Lawmakers last year approved a series of spending cuts, taxes and borrowing schemes to close deficits of $60 billion.
“California no longer has low-hanging fruits,” Schwarzenegger said. “As a matter of fact, we don’t have any medium-hanging fruits. We also don’t have any high-hanging fruits. We literally have to take the ladder away from the tree and shake the whole tree.”
Among the major cuts proposed this year were those for the state’s most disadvantaged populations, including the poor and those in need of mental health services, which will affect local residents, officials said.
The governor’s plan called for eliminating CalWorks, a welfare-to-work program, and other services for poor and underserved populations. Other social services, including those for mental health, would also be cut.
Those plans would have a direct impact on local residents and the community, Burbank Mayor Anja Reinke said.
“Burbank is a microcosm of the rest of the country and, while the standard of living in Burbank is good overall, we still have people that need help . . . We’re looking at an impact on our neighbors,” Reinke said.
Social service programs throughout Los Angeles County will be affected if the Legislature approves of the cuts.

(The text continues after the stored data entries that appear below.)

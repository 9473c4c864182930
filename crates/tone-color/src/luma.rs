//! Luminance projection and rescaling.
//!
//! Luminance-domain operators compress the brightness scalar and then put
//! the result back onto the color, preserving chromaticity ratios. Both
//! helpers live here so the curve modules share one definition.

use tone_core::pixel::{REC709_LUMA_B, REC709_LUMA_G, REC709_LUMA_R};
use tone_math::Vec3;

/// Rec.709 luminance weights as a [`Vec3`].
pub const LUMA_WEIGHTS: Vec3 = Vec3::new(REC709_LUMA_R, REC709_LUMA_G, REC709_LUMA_B);

/// Perceptual luminance of a linear-light color.
///
/// `Y = 0.2126*R + 0.7152*G + 0.0722*B`
#[inline]
pub fn luminance(c: Vec3) -> f32 {
    c.dot(LUMA_WEIGHTS)
}

/// Rescales a color so its luminance becomes `target_l`.
///
/// Multiplies uniformly by `target_l / luminance(c)`, preserving
/// chromaticity ratios exactly.
///
/// An exactly-black input has zero luminance and no chromaticity to
/// preserve; rather than dividing by zero, the result is black.
///
/// # Example
///
/// ```rust
/// use tone_color::luma::{change_luminance, luminance};
/// use tone_math::Vec3;
///
/// let c = Vec3::new(2.0, 1.0, 0.5);
/// let rescaled = change_luminance(c, 0.5);
/// assert!((luminance(rescaled) - 0.5).abs() < 1e-6);
/// ```
#[inline]
pub fn change_luminance(c: Vec3, target_l: f32) -> Vec3 {
    let l = luminance(c);
    if l == 0.0 {
        return Vec3::ZERO;
    }
    c * (target_l / l)
}

#[cfg(test)]
mod tests {
    use super::*;
    use approx::assert_relative_eq;

    #[test]
    fn test_luminance_matches_weights() {
        let c = Vec3::new(1.0, 0.0, 0.0);
        assert_relative_eq!(luminance(c), 0.2126, epsilon = 1e-6);
    }

    #[test]
    fn test_change_luminance_preserves_ratios() {
        let c = Vec3::new(4.0, 2.0, 1.0);
        let out = change_luminance(c, 0.1);
        assert_relative_eq!(out.x / out.y, 2.0, epsilon = 1e-5);
        assert_relative_eq!(out.y / out.z, 2.0, epsilon = 1e-5);
    }

    #[test]
    fn test_change_luminance_black_stays_black() {
        assert_eq!(change_luminance(Vec3::ZERO, 0.5), Vec3::ZERO);
    }
}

Students at local public schools could also be left with larger class sizes and fewer teachers as administrators try to manage reduced funding.
The Glendale Unified School District could lose at least $6 million annually, while Burbank Unified could lose more than $2 million a year.
The anticipated cuts are about on par with what the districts projected when Schwarzenegger first made his budget proposals at the start of the year.
“While it’s a good thing that [school funding] didn’t go down further, it still leaves us having to make very, very significant reductions,” said Eva Lueck, chief financial officer for Glendale Unified.
Although the governor’s proposal did not include any “take-aways” of local government funds, a previous decision to take municipal redevelopment money recently took effect and will add to the troubles facing local residents if the latest proposals are adopted, Reinke said.
Glendale lost $11 million in redevelopment funds, while Burbank lost $19 million because of the most recent take-away.
Redevelopment funds are used to offer incentives that could generate local jobs, Reinke said.
“When they take away those funds, we aren’t able to do that, and if we were able to do that it would help the economy overall,” she said.